Can the classical disciplines of the Humanities raise to the posthuman challenge, in the double sense of post-humanism and of post-anthropocentrism? Against the prophets of doom, I want to argue that technologically mediated post-anthropocentrism can enlist the resources of bio-genetic codes, as well as telecommunication, new media and Information Technologies to the task of renewing the production of knowledge within and across the Humanities. Today, environmental, evolutionary, cognitive, bio-genetic and digital trans-disciplinary discursive fronts are emerging around the edges of the classical Humanities and across the disciplines. They rest on post-anthropocentric premises and technologically mediated emphasis on Life and foster species egalitarianism (Braidotti, 2006), which are very promising for new research in the field.

Therefore, instead of turning backwards to a nostalgic vision of the Humanities as the container for classical Humanism, based on universal transcendental reason and inherent moral goodness, such as Martha Nussbaum (1999, 2010) proposes, I suggest that we move forward into multiple posthuman futures. We need an active effort to reinvent the academic field of the Humanities in a new global context and to develop an ethical framework worthy of our posthuman times.

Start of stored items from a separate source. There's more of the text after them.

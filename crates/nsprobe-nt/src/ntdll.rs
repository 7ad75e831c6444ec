//! Safe wrappers over the native object directory, symbolic link and
//! file APIs.

use std::ffi::c_void;
use std::mem;
use std::ptr;

use windows::Wdk::Foundation::{NtClose, NtQueryObject, ObjectNameInformation, OBJECT_ATTRIBUTES};
use windows::Wdk::Storage::FileSystem::{
    NtCreateFile, NtOpenDirectoryObject, NtOpenSymbolicLinkObject, NtQueryDirectoryObject,
    NtQuerySymbolicLinkObject, FILE_DIRECTORY_FILE, FILE_OPEN, FILE_SYNCHRONOUS_IO_NONALERT,
    NTCREATEFILE_CREATE_OPTIONS,
};
use windows::Win32::Foundation::{
    BOOLEAN, GENERIC_READ, GENERIC_WRITE, HANDLE, NTSTATUS, UNICODE_STRING,
};
use windows::Win32::Storage::FileSystem::{
    FILE_ACCESS_RIGHTS, FILE_FLAGS_AND_ATTRIBUTES, FILE_SHARE_DELETE, FILE_SHARE_READ,
    FILE_SHARE_WRITE, SYNCHRONIZE,
};
use windows::Win32::System::IO::IO_STATUS_BLOCK;
use windows::Win32::System::Kernel::OBJ_CASE_INSENSITIVE;
use windows::core::PWSTR;

use nsprobe_core::{AccessIntent, OpenMode};

use crate::name;
use crate::status::{
    STATUS_BUFFER_OVERFLOW, STATUS_BUFFER_TOO_SMALL, STATUS_INFO_LENGTH_MISMATCH,
    STATUS_NO_MORE_ENTRIES, is_success,
};

// Object-type specific rights
const DIRECTORY_QUERY: u32 = 0x0001;
const DIRECTORY_TRAVERSE: u32 = 0x0002;
const SYMBOLIC_LINK_QUERY: u32 = 0x0001;

/// Layout of one record returned by `NtQueryDirectoryObject`.
#[repr(C)]
struct DirectoryRecord {
    name: UNICODE_STRING,
    type_name: UNICODE_STRING,
}

fn raw_status(status: NTSTATUS) -> u32 {
    status.0 as u32
}

fn into_result(status: NTSTATUS) -> Result<(), u32> {
    let status = raw_status(status);
    if is_success(status) { Ok(()) } else { Err(status) }
}

/// Copy a counted string out.
///
/// # Safety
///
/// `value.Buffer` must be null or point to at least `value.Length` bytes.
unsafe fn to_string_lossy(value: &UNICODE_STRING) -> String {
    if value.Buffer.is_null() || value.Length == 0 {
        return String::new();
    }
    let units = unsafe { std::slice::from_raw_parts(value.Buffer.0, usize::from(value.Length) / 2) };
    String::from_utf16_lossy(units)
}

/// Access mask for a device open.
pub fn access_mask(access: AccessIntent) -> FILE_ACCESS_RIGHTS {
    let mut mask = GENERIC_READ.0 | SYNCHRONIZE.0;
    if access.wants_write() {
        mask |= GENERIC_WRITE.0;
    }
    FILE_ACCESS_RIGHTS(mask)
}

/// Create options for a device open.
pub fn open_options(mode: OpenMode) -> NTCREATEFILE_CREATE_OPTIONS {
    match mode {
        OpenMode::File => FILE_SYNCHRONOUS_IO_NONALERT,
        OpenMode::Directory => FILE_SYNCHRONOUS_IO_NONALERT | FILE_DIRECTORY_FILE,
    }
}

/// An owned kernel handle, closed on drop.
pub struct OwnedHandle(HANDLE);

impl OwnedHandle {
    fn raw(&self) -> HANDLE {
        self.0
    }
}

impl Drop for OwnedHandle {
    fn drop(&mut self) {
        unsafe {
            let _ = NtClose(self.0);
        }
    }
}

/// A UTF-16 object name with its `UNICODE_STRING` header.
struct ObjectName {
    // Keeps the buffer `raw` points into alive
    _buffer: Vec<u16>,
    raw: UNICODE_STRING,
}

impl ObjectName {
    fn new(path: &str) -> Result<Self, u32> {
        let mut buffer = name::encode(path)?;
        let bytes = (buffer.len() * 2) as u16;
        let raw = UNICODE_STRING {
            Length: bytes,
            MaximumLength: bytes,
            Buffer: PWSTR(buffer.as_mut_ptr()),
        };
        Ok(Self { _buffer: buffer, raw })
    }

    fn attributes(&self) -> OBJECT_ATTRIBUTES {
        OBJECT_ATTRIBUTES {
            Length: mem::size_of::<OBJECT_ATTRIBUTES>() as u32,
            ObjectName: &self.raw,
            Attributes: OBJ_CASE_INSENSITIVE as u32,
            ..Default::default()
        }
    }
}

/// Pointer-aligned scratch buffer for variable-length query results.
fn scratch(bytes: usize) -> Vec<u64> {
    vec![0u64; bytes.div_ceil(mem::size_of::<u64>())]
}

fn byte_len(buffer: &[u64]) -> u32 {
    (buffer.len() * mem::size_of::<u64>()) as u32
}

/// Open an object directory for listing.
pub fn open_directory(path: &str) -> Result<OwnedHandle, u32> {
    let name = ObjectName::new(path)?;
    let attributes = name.attributes();
    let mut handle = HANDLE::default();
    into_result(unsafe { NtOpenDirectoryObject(&mut handle, DIRECTORY_QUERY | DIRECTORY_TRAVERSE, &attributes) })?;
    Ok(OwnedHandle(handle))
}

/// List `(name, type name)` pairs of an open directory.
pub fn query_directory(directory: &OwnedHandle) -> Result<Vec<(String, String)>, u32> {
    let mut buffer = scratch(4096);
    let mut entries = Vec::new();
    let mut context: u32 = 0;
    let mut restart = true;

    loop {
        let mut return_length: u32 = 0;
        let status = raw_status(unsafe {
            NtQueryDirectoryObject(
                directory.raw(),
                Some(buffer.as_mut_ptr().cast::<c_void>()),
                byte_len(&buffer),
                BOOLEAN::from(true),
                BOOLEAN::from(restart),
                &mut context,
                Some(&mut return_length),
            )
        });

        match status {
            STATUS_NO_MORE_ENTRIES => break,
            STATUS_BUFFER_TOO_SMALL | STATUS_BUFFER_OVERFLOW if return_length > byte_len(&buffer) => {
                buffer = scratch(return_length as usize);
                continue;
            }
            status if !is_success(status) => return Err(status),
            _ => {}
        }
        restart = false;

        let record = unsafe { &*buffer.as_ptr().cast::<DirectoryRecord>() };
        let (name, type_name) = unsafe { (to_string_lossy(&record.name), to_string_lossy(&record.type_name)) };
        entries.push((name, type_name));
    }

    Ok(entries)
}

/// Canonical namespace path of an open object.
pub fn query_name(object: &OwnedHandle) -> Result<String, u32> {
    let mut buffer = scratch(1024);

    for _ in 0..2 {
        let mut return_length: u32 = 0;
        let status = raw_status(unsafe {
            NtQueryObject(
                object.raw(),
                ObjectNameInformation,
                Some(buffer.as_mut_ptr().cast::<c_void>()),
                byte_len(&buffer),
                Some(&mut return_length),
            )
        });

        match status {
            STATUS_INFO_LENGTH_MISMATCH | STATUS_BUFFER_OVERFLOW | STATUS_BUFFER_TOO_SMALL => {
                buffer = scratch(return_length as usize);
            }
            status if !is_success(status) => return Err(status),
            _ => {
                // OBJECT_NAME_INFORMATION starts with the name
                let name = unsafe { &*buffer.as_ptr().cast::<UNICODE_STRING>() };
                return Ok(unsafe { to_string_lossy(name) });
            }
        }
    }

    Err(STATUS_BUFFER_TOO_SMALL)
}

/// Read the target of a symbolic link object.
pub fn query_symlink(path: &str) -> Result<String, u32> {
    let name = ObjectName::new(path)?;
    let attributes = name.attributes();
    let mut raw = HANDLE::default();
    into_result(unsafe { NtOpenSymbolicLinkObject(&mut raw, SYMBOLIC_LINK_QUERY, &attributes) })?;
    let link = OwnedHandle(raw);

    let mut target_buffer = vec![0u16; name::MAX_NAME_UNITS];
    let mut target = UNICODE_STRING {
        Length: 0,
        MaximumLength: (target_buffer.len() * 2) as u16,
        Buffer: PWSTR(target_buffer.as_mut_ptr()),
    };
    let mut return_length: u32 = 0;
    into_result(unsafe { NtQuerySymbolicLinkObject(link.raw(), &mut target, Some(&mut return_length)) })?;

    Ok(unsafe { to_string_lossy(&target) })
}

/// Open a file-like object and close it again.
pub fn open_file(path: &str, access: FILE_ACCESS_RIGHTS, options: NTCREATEFILE_CREATE_OPTIONS) -> Result<(), u32> {
    let name = ObjectName::new(path)?;
    let attributes = name.attributes();
    let mut raw = HANDLE::default();
    let mut io_status = IO_STATUS_BLOCK::default();

    into_result(unsafe {
        NtCreateFile(
            &mut raw,
            access,
            &attributes,
            &mut io_status,
            None,
            FILE_FLAGS_AND_ATTRIBUTES(0),
            FILE_SHARE_READ | FILE_SHARE_WRITE | FILE_SHARE_DELETE,
            FILE_OPEN,
            options,
            None,
            0,
        )
    })?;

    drop(OwnedHandle(raw));
    Ok(())
}

#[cfg(test)]
mod tests {
    use super::*;
    use crate::status::STATUS_OBJECT_NAME_INVALID;

    #[test]
    fn test_list_root_directory() {
        let root = open_directory("\\").unwrap();
        let entries = query_directory(&root).unwrap();
        assert!(
            entries
                .iter()
                .any(|(name, kind)| name == "Device" && kind == "Directory")
        );
        assert_eq!(query_name(&root).unwrap(), "\\");
    }

    #[test]
    fn test_query_symlink_target() {
        let target = query_symlink("\\GLOBAL??\\NUL").unwrap();
        assert!(target.eq_ignore_ascii_case("\\Device\\Null"));
    }

    #[test]
    fn test_open_null_device() {
        let access = access_mask(AccessIntent::Read);
        assert!(open_file("\\Device\\Null", access, open_options(OpenMode::File)).is_ok());
    }

    #[test]
    fn test_overlong_name_rejected() {
        let path = format!("\\Device\\{}", "a".repeat(name::MAX_NAME_UNITS));
        assert_eq!(open_directory(&path).err(), Some(STATUS_OBJECT_NAME_INVALID));
    }

    #[test]
    fn test_access_mask() {
        let read = access_mask(AccessIntent::Read).0;
        assert_eq!(read & GENERIC_WRITE.0, 0);
        assert_ne!(access_mask(AccessIntent::ReadWrite).0 & GENERIC_WRITE.0, 0);
        assert_ne!(read & SYNCHRONIZE.0, 0);
    }
}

*The term was coined by Nobel Prize winning chemist, Paul Crutzen in 2002 and has become widely accepted. 

WORKS CITED
Beck, Ulrich. 2007. ‘The Cosmopolitan condition. Why methodological nationalism fails’. Theory, Culture & Society, Vol. 24, No. 7/8, pp. 286-290.
Braidotti, Rosi. 2013. The Posthuman. Cambridge: Polity Press.
Chakrabarty, Dipesh (2009) ‘The Climate of History: Four Theses’. Critical Enquiry 35, pp. 197-222.
Collini, Stefan. 2012. What Are Universities For? London: Penguin Books.
Foucault, Michel. 1970. The Order of Things: An Archaelogy of Human Sciences. New York: Pantheon Books.
Foucault, Michel. 1977. Discipline and Punish. New York: Pantheon Books.
Glotfelty, Cheryll and Fromm, Harold (eds.). 1996. The Ecocriticism Reader. Athens and London: University of Georgia Press. 
Gross, Aaron and Vallely, Anne. 2012. Animals and the Human Imagination: A Companion to Animal Studies. New York: Columbia University Press..
Nussbaum, Martha. 2010. Not for Profit. Why Democracy Needs the Humanities. Princeton: Princeton University Press.

Noot redactie: Rosi Braidotti publiceerde dit voorjaar het boek 'The Posthuman'.